2 A bishop then must be blameless, the husband of one wife, vigilant, sober, of good behaviour, given to hospitality, apt to teach;

3 Not given to wine, no striker, not greedy of filthy lucre; but patient, not a brawler, not covetous;

4 One that ruleth well his own house, having his children in subjection with all gravity;

5 (For if a man know not how to rule his own house, how shall he take care of the church of God?)

6 Not a novice, lest being lifted up with pride he fall into the condemnation of the devil.

7 Moreover he must have a good report of them which are without; lest he fall into reproach and the snare of the devil.

8 Likewise must the deacons be grave, not doubletongued, not given to much wine, not greedy of filthy lucre;

9 Holding the mystery of the faith in a pure conscience.

10 And let these also first be proved; then let them use the office of a deacon, being found blameless.

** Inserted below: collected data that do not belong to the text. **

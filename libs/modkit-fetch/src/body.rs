//! Outgoing payloads and their content-type driven encoding.

use crate::error::FetchError;
use crate::headers::{APPLICATION_JSON, CONTENT_TYPE, HeaderMap, is_json_content_type};
use bytes::Bytes;
use serde::Serialize;

const TEXT_PLAIN: &str = "text/plain; charset=utf-8";
const OCTET_STREAM: &str = "application/octet-stream";

#[derive(Debug, Clone)]
enum Repr {
    /// Structured data, or the serializer's error message
    Structured(Result<serde_json::Value, String>),
    /// Text, JSON-encoded as a string literal under a JSON content type
    Text(String),
    /// Pre-encoded bytes, always sent as-is
    Bytes(Bytes),
}

/// Payload of a POST/PUT/PATCH call.
///
/// Structured payloads are serialized according to the effective content
/// type at call time. A serialization failure is captured here and reported
/// as [`FetchError::Encoding`] by the call, before anything is sent.
///
/// ```ignore
/// #[derive(Serialize)]
/// struct NewPost<'a> { title: &'a str, body: &'a str, user_id: u32 }
///
/// let data = RequestBody::json(&NewPost { title: "t", body: "b", user_id: 1 });
/// client.post("/posts", Some(data), CallOptions::default()).await?;
/// ```
#[derive(Debug, Clone)]
pub struct RequestBody(Repr);

impl RequestBody {
    /// Structured payload from any serializable value
    #[must_use]
    pub fn json<T: Serialize + ?Sized>(value: &T) -> Self {
        Self(Repr::Structured(
            serde_json::to_value(value).map_err(|e| e.to_string()),
        ))
    }

    /// Text payload
    #[must_use]
    pub fn text(text: impl Into<String>) -> Self {
        Self(Repr::Text(text.into()))
    }

    /// Pre-encoded payload
    #[must_use]
    pub fn bytes(bytes: impl Into<Bytes>) -> Self {
        Self(Repr::Bytes(bytes.into()))
    }

    fn default_content_type(&self, json_by_default: bool) -> &'static str {
        match (&self.0, json_by_default) {
            (_, true) | (Repr::Structured(_), false) => APPLICATION_JSON,
            (Repr::Text(_), false) => TEXT_PLAIN,
            (Repr::Bytes(_), false) => OCTET_STREAM,
        }
    }

    fn into_json(self) -> Result<Bytes, FetchError> {
        match self.0 {
            Repr::Structured(Ok(value)) => serde_json::to_vec(&value)
                .map(Bytes::from)
                .map_err(|e| FetchError::encoding(e.to_string())),
            Repr::Structured(Err(message)) => Err(FetchError::encoding(message)),
            Repr::Text(text) => serde_json::to_vec(&text)
                .map(Bytes::from)
                .map_err(|e| FetchError::encoding(e.to_string())),
            Repr::Bytes(bytes) => Ok(bytes),
        }
    }

    fn into_raw(self, content_type: &str) -> Result<Bytes, FetchError> {
        match self.0 {
            Repr::Structured(Ok(serde_json::Value::String(text))) | Repr::Text(text) => {
                Ok(Bytes::from(text))
            }
            Repr::Structured(Ok(_)) => Err(FetchError::encoding(format!(
                "structured payload cannot be sent as '{content_type}' without pre-encoding"
            ))),
            Repr::Structured(Err(message)) => Err(FetchError::encoding(message)),
            Repr::Bytes(bytes) => Ok(bytes),
        }
    }
}

impl From<serde_json::Value> for RequestBody {
    fn from(value: serde_json::Value) -> Self {
        Self(Repr::Structured(Ok(value)))
    }
}

impl From<String> for RequestBody {
    fn from(text: String) -> Self {
        Self::text(text)
    }
}

impl From<&str> for RequestBody {
    fn from(text: &str) -> Self {
        Self::text(text)
    }
}

impl From<Bytes> for RequestBody {
    fn from(bytes: Bytes) -> Self {
        Self::bytes(bytes)
    }
}

impl From<Vec<u8>> for RequestBody {
    fn from(bytes: Vec<u8>) -> Self {
        Self::bytes(bytes)
    }
}

/// Whether requests with this method may carry a payload
fn carries_body(method: &http::Method) -> bool {
    !matches!(*method, http::Method::GET | http::Method::HEAD)
}

/// Encode `data` for the wire according to the content type in `headers`.
///
/// When no content type is set one is defaulted (normally
/// `application/json`) and written into `headers`. Methods without a body
/// and absent data leave `headers` untouched and produce no body.
///
/// # Errors
/// Returns [`FetchError::Encoding`] when the payload cannot be represented
/// in the effective content type.
pub fn encode(
    method: &http::Method,
    data: Option<RequestBody>,
    headers: &mut HeaderMap,
    json_by_default: bool,
) -> Result<Option<Bytes>, FetchError> {
    let Some(data) = data else {
        return Ok(None);
    };
    if !carries_body(method) {
        return Ok(None);
    }

    let content_type = if let Some(content_type) = headers.get(CONTENT_TYPE) {
        content_type.to_owned()
    } else {
        let content_type = data.default_content_type(json_by_default);
        headers.insert(CONTENT_TYPE, content_type);
        content_type.to_owned()
    };

    let body = if is_json_content_type(&content_type) {
        data.into_json()?
    } else {
        data.into_raw(&content_type)?
    };
    tracing::trace!(bytes = body.len(), content_type = %content_type, "encoded request body");
    Ok(Some(body))
}

#[cfg(test)]
#[cfg_attr(coverage_nightly, coverage(off))]
mod tests {
    use super::*;
    use crate::error::ErrorKind;
    use crate::headers::normalize;
    use http::Method;
    use serde_json::json;

    struct Unserializable;

    impl Serialize for Unserializable {
        fn serialize<S: serde::Serializer>(&self, _: S) -> Result<S::Ok, S::Error> {
            Err(serde::ser::Error::custom("cannot serialize this value"))
        }
    }

    #[test]
    fn test_post_without_content_type_defaults_to_json() {
        let mut headers = HeaderMap::new();
        let body = encode(
            &Method::POST,
            Some(json!({"a": 1}).into()),
            &mut headers,
            true,
        )
        .unwrap()
        .unwrap();

        assert_eq!(&body[..], br#"{"a":1}"#);
        assert_eq!(headers.get("content-type"), Some("application/json"));
    }

    #[test]
    fn test_text_plain_passes_payload_through() {
        let mut headers = normalize([("Content-Type", "text/plain")]);
        let body = encode(&Method::POST, Some("a=1 & b".into()), &mut headers, true)
            .unwrap()
            .unwrap();

        assert_eq!(&body[..], b"a=1 & b");
        assert_eq!(headers.get("content-type"), Some("text/plain"));
        assert_eq!(headers.len(), 1);
    }

    #[test]
    fn test_get_and_head_never_carry_a_body() {
        for method in [Method::GET, Method::HEAD] {
            let mut headers = HeaderMap::new();
            let body = encode(&method, Some(json!({"a": 1}).into()), &mut headers, true).unwrap();
            assert!(body.is_none());
            assert!(headers.is_empty(), "{method} must not get a content type");
        }
    }

    #[test]
    fn test_absent_data_sends_nothing() {
        let mut headers = HeaderMap::new();
        assert!(encode(&Method::PUT, None, &mut headers, true).unwrap().is_none());
        assert!(headers.is_empty());
    }

    #[test]
    fn test_serialization_failure_is_encoding_error() {
        let mut headers = HeaderMap::new();
        let err = encode(
            &Method::POST,
            Some(RequestBody::json(&Unserializable)),
            &mut headers,
            true,
        )
        .unwrap_err();

        assert_eq!(err.kind(), ErrorKind::Encoding);
        assert!(err.to_string().contains("cannot serialize this value"));
    }

    #[test]
    fn test_text_under_json_is_a_json_string() {
        let mut headers = HeaderMap::new();
        let body = encode(&Method::POST, Some("hello".into()), &mut headers, true)
            .unwrap()
            .unwrap();
        assert_eq!(&body[..], br#""hello""#);
    }

    #[test]
    fn test_bytes_are_never_reencoded() {
        let mut headers = normalize([("content-type", "application/json; charset=utf-8")]);
        let body = encode(
            &Method::PATCH,
            Some(Bytes::from_static(br#"{"raw":true}"#).into()),
            &mut headers,
            true,
        )
        .unwrap()
        .unwrap();
        assert_eq!(&body[..], br#"{"raw":true}"#);
    }

    #[test]
    fn test_structured_payload_rejected_for_non_json_type() {
        let mut headers = normalize([("Content-Type", "application/x-www-form-urlencoded")]);
        let err = encode(&Method::POST, Some(json!({"a": 1}).into()), &mut headers, true)
            .unwrap_err();
        assert_eq!(err.kind(), ErrorKind::Encoding);

        let body = encode(&Method::POST, Some(json!("a=1").into()), &mut headers, true)
            .unwrap()
            .unwrap();
        assert_eq!(&body[..], b"a=1");
    }

    #[test]
    fn test_json_default_can_be_turned_off() {
        let mut headers = HeaderMap::new();
        let body = encode(&Method::POST, Some("plain".into()), &mut headers, false)
            .unwrap()
            .unwrap();
        assert_eq!(&body[..], b"plain");
        assert_eq!(headers.get("content-type"), Some(TEXT_PLAIN));

        let mut headers = HeaderMap::new();
        encode(&Method::POST, Some(vec![1_u8, 2].into()), &mut headers, false).unwrap();
        assert_eq!(headers.get("content-type"), Some(OCTET_STREAM));

        let mut headers = HeaderMap::new();
        encode(&Method::POST, Some(json!([1]).into()), &mut headers, false).unwrap();
        assert_eq!(headers.get("content-type"), Some(APPLICATION_JSON));
    }
}
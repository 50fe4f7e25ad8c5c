#![cfg_attr(coverage_nightly, feature(coverage_attribute))]
#![warn(warnings)]

//! Fetch-style HTTP request client for `ModKit`
//!
//! A thin, configurable layer over a hyper/tower transport:
//! - Client-level defaults (base address, timeout, headers) merged with
//!   per-call overrides, key by key
//! - Case-insensitive header handling
//! - Content-type driven payload encoding and response decoding
//! - A per-call deadline combined with a caller-owned
//!   [`CancellationToken`](tokio_util::sync::CancellationToken)
//! - Every failure classified into one [`ErrorKind`]
//! - Transparent response decompression and redirect following
//!
//! Nothing is retried; retry policy is a caller concern.
//!
//! # Example
//!
//! ```ignore
//! use modkit_fetch::{CallOptions, FetchClient};
//! use serde_json::json;
//! use std::time::Duration;
//!
//! let client = FetchClient::builder()
//!     .base_url("https://jsonplaceholder.typicode.com")
//!     .timeout(Duration::from_secs(5))
//!     .build()?;
//!
//! let post = client.get("/posts/1", CallOptions::default()).await?;
//!
//! let cancel = CancellationToken::new();
//! let created = client
//!     .post(
//!         "/posts",
//!         Some(json!({"title": "foo", "body": "bar", "userId": 1}).into()),
//!         CallOptions::new().cancel_on(cancel.clone()),
//!     )
//!     .await?;
//! ```

mod body;
mod builder;
mod cancel;
mod classify;
mod client;
mod config;
mod error;
mod headers;
mod redirect;
mod request;
mod resolve;
mod response;
mod transport;

pub use body::{RequestBody, encode};
pub use builder::FetchClientBuilder;
pub use cancel::{AbortReason, AbortSignal, with_cancellation};
pub use client::FetchClient;
pub use config::{
    CallOptions, ClientConfig, DEFAULT_MAX_BODY_SIZE, DEFAULT_MAX_REDIRECTS, DEFAULT_TIMEOUT,
    DEFAULT_USER_AGENT, EffectiveConfig, TransportOptions,
};
pub use error::{BoxError, BuildError, ErrorKind, FetchError};
pub use headers::{APPLICATION_JSON, HeaderMap, InvalidHeader, find_header, normalize};
pub use redirect::{RedirectLimit, RedirectPolicy};
pub use request::EffectiveRequest;
pub use resolve::resolve;
pub use response::{Content, ERROR_BODY_PREVIEW_LIMIT, RawResponse, interpret};
pub use transport::{ResponseBody, TransportService, default_transport};
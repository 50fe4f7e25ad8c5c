use crate::body::{self, RequestBody};
use crate::builder::FetchClientBuilder;
use crate::cancel::{AbortSignal, with_cancellation};
use crate::classify;
use crate::config::{CallOptions, ClientConfig, EffectiveConfig};
use crate::error::{BuildError, FetchError};
use crate::request::EffectiveRequest;
use crate::resolve::resolve;
use crate::response::{self, Content};
use crate::transport::TransportService;
use http::Method;
use serde::de::DeserializeOwned;
use std::sync::Arc;
use std::time::Instant;
use tower::ServiceExt;
use tracing::Instrument;

/// Fetch-style HTTP client.
///
/// Holds read-only defaults ([`ClientConfig`]) and a transport. Every call
/// merges the defaults with its own [`CallOptions`], resolves the URL,
/// encodes the payload and runs the exchange under a combined timeout and
/// cancellation signal. Calls resolve to the decoded body (`None` for
/// 204/205) or exactly one [`FetchError`].
///
/// `FetchClient` is `Clone + Send + Sync`; clones share the configuration
/// and the connection pool, and concurrent calls never affect each other.
///
/// ```ignore
/// let client = FetchClient::builder()
///     .base_url("https://jsonplaceholder.typicode.com")
///     .build()?;
///
/// let post = client.get("/posts/1", CallOptions::default()).await?;
/// let created = client
///     .post("/posts", Some(json!({"title": "hi"}).into()), CallOptions::default())
///     .await?;
/// ```
#[derive(Clone)]
#[non_exhaustive]
pub struct FetchClient {
    /// Client-level defaults, shared by clones
    pub config: Arc<ClientConfig>,
    /// Service every call is dispatched through. Calling it directly skips
    /// URL resolution, the timeout and error classification.
    pub transport: TransportService,
}

impl std::fmt::Debug for FetchClient {
    fn fmt(&self, f: &mut std::fmt::Formatter<'_>) -> std::fmt::Result {
        f.debug_struct("FetchClient")
            .field("config", &self.config)
            .finish_non_exhaustive()
    }
}

impl FetchClient {
    /// Create a client with the given defaults and the default transport
    ///
    /// # Errors
    /// See [`FetchClientBuilder::build`].
    pub fn new(config: ClientConfig) -> Result<Self, BuildError> {
        FetchClientBuilder::with_config(config).build()
    }

    /// Create a builder for configuring the client
    #[must_use]
    pub fn builder() -> FetchClientBuilder {
        FetchClientBuilder::new()
    }

    /// The client-level defaults
    #[must_use]
    pub fn config(&self) -> &ClientConfig {
        &self.config
    }

    /// GET `path`; no payload is sent.
    ///
    /// # Errors
    /// Any [`FetchError`] kind except `Encoding`.
    pub async fn get(
        &self,
        path: &str,
        options: CallOptions,
    ) -> Result<Option<Content>, FetchError> {
        self.request(Method::GET, path, None, options).await
    }

    /// POST `path` with an optional payload.
    ///
    /// # Errors
    /// Any [`FetchError`] kind.
    pub async fn post(
        &self,
        path: &str,
        data: Option<RequestBody>,
        options: CallOptions,
    ) -> Result<Option<Content>, FetchError> {
        self.request(Method::POST, path, data, options).await
    }

    /// PUT `path` with an optional payload.
    ///
    /// # Errors
    /// Any [`FetchError`] kind.
    pub async fn put(
        &self,
        path: &str,
        data: Option<RequestBody>,
        options: CallOptions,
    ) -> Result<Option<Content>, FetchError> {
        self.request(Method::PUT, path, data, options).await
    }

    /// PATCH `path` with an optional payload.
    ///
    /// # Errors
    /// Any [`FetchError`] kind.
    pub async fn patch(
        &self,
        path: &str,
        data: Option<RequestBody>,
        options: CallOptions,
    ) -> Result<Option<Content>, FetchError> {
        self.request(Method::PATCH, path, data, options).await
    }

    /// DELETE `path`; no payload is sent.
    ///
    /// # Errors
    /// Any [`FetchError`] kind except `Encoding`.
    pub async fn delete(
        &self,
        path: &str,
        options: CallOptions,
    ) -> Result<Option<Content>, FetchError> {
        self.request(Method::DELETE, path, None, options).await
    }

    /// GET `path` and deserialize the JSON body into `T`.
    ///
    /// # Errors
    /// Everything [`get`](Self::get) returns, plus [`FetchError::Decoding`]
    /// when the body is absent, not JSON, or does not match `T`.
    pub async fn get_json<T: DeserializeOwned>(
        &self,
        path: &str,
        options: CallOptions,
    ) -> Result<T, FetchError> {
        let url = resolve(
            options.base_url.as_deref().unwrap_or(&self.config.base_url),
            path,
        );
        let decoding = |message: String| FetchError::Decoding {
            url: url.clone(),
            message,
        };

        match self.get(path, options).await? {
            Some(Content::Json(value)) => {
                serde_json::from_value(value).map_err(|e| decoding(e.to_string()))
            }
            Some(Content::Text(_)) => Err(decoding("response is not JSON".to_owned())),
            None => Err(decoding("response has no body".to_owned())),
        }
    }

    /// Issue a call with any method.
    ///
    /// Payloads are ignored for GET and HEAD.
    ///
    /// # Errors
    /// Exactly one [`FetchError`] per failed call.
    pub async fn request(
        &self,
        method: Method,
        path: &str,
        data: Option<RequestBody>,
        options: CallOptions,
    ) -> Result<Option<Content>, FetchError> {
        let effective = self.config.merge(&options);
        let request = self.prepare(method, path, data, &effective)?;
        self.dispatch(request, &effective, &options).await
    }

    /// Resolve the URL and encode the payload. Nothing is sent yet.
    fn prepare(
        &self,
        method: Method,
        path: &str,
        data: Option<RequestBody>,
        effective: &EffectiveConfig,
    ) -> Result<EffectiveRequest, FetchError> {
        let url = resolve(&effective.base_url, path);
        let mut headers = effective.headers.clone();
        let body = body::encode(&method, data, &mut headers, self.config.json_by_default)?;

        Ok(EffectiveRequest {
            method,
            url,
            headers,
            body,
        })
    }

    async fn dispatch(
        &self,
        request: EffectiveRequest,
        effective: &EffectiveConfig,
        options: &CallOptions,
    ) -> Result<Option<Content>, FetchError> {
        let method = request.method.clone();
        let url = request.url.clone();
        let span = tracing::debug_span!("fetch", %method, %url);

        async {
            let started = Instant::now();
            let outcome = with_cancellation(effective.timeout, options.cancel.as_ref(), |signal| {
                self.exchange(request, effective, signal)
            })
            .await;

            let result = match outcome {
                Ok(result) => result,
                Err(reason) => Err(classify::aborted(reason, method, url)),
            };

            let elapsed = started.elapsed();
            match &result {
                Ok(_) => tracing::debug!(?elapsed, "fetch completed"),
                Err(e) => tracing::debug!(kind = %e.kind(), error = %e, ?elapsed, "fetch failed"),
            }
            result
        }
        .instrument(span)
        .await
    }

    /// One exchange: send, read the body, interpret.
    async fn exchange(
        &self,
        request: EffectiveRequest,
        effective: &EffectiveConfig,
        signal: AbortSignal,
    ) -> Result<Option<Content>, FetchError> {
        let url = request.url.clone();
        let is_head = request.method == Method::HEAD;
        let mut http_request = request.into_http(&effective.transport)?;
        http_request.extensions_mut().insert(signal);

        let response = self
            .transport
            .clone()
            .oneshot(http_request)
            .await
            .map_err(classify::transport_error)?;

        tracing::trace!(status = %response.status(), "response headers received");

        let raw = response::read_response(response, effective.transport.max_body_size()).await?;
        if is_head && raw.status.is_success() {
            return Ok(None);
        }
        response::interpret(&raw, &url)
    }
}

11 Even so must their wives be grave, not slanderers, sober, faithful in all things.

12 Let the deacons be the husbands of one wife, ruling their children and their own houses well.

13 For they that have used the office of a deacon well purchase to themselves a good degree, and great boldness in the faith which is in Christ Jesus.

14 These things write I unto thee, hoping to come unto thee shortly:

15 But if I tarry long, that thou mayest know how thou oughtest to behave thyself in the house of God, which is the church of the living God, the pillar and ground of the truth.

16 And without controversy great is the mystery of godliness: God was manifest in the flesh, justified in the Spirit, seen of angels, preached unto the Gentiles, believed on in the world, received up into glory.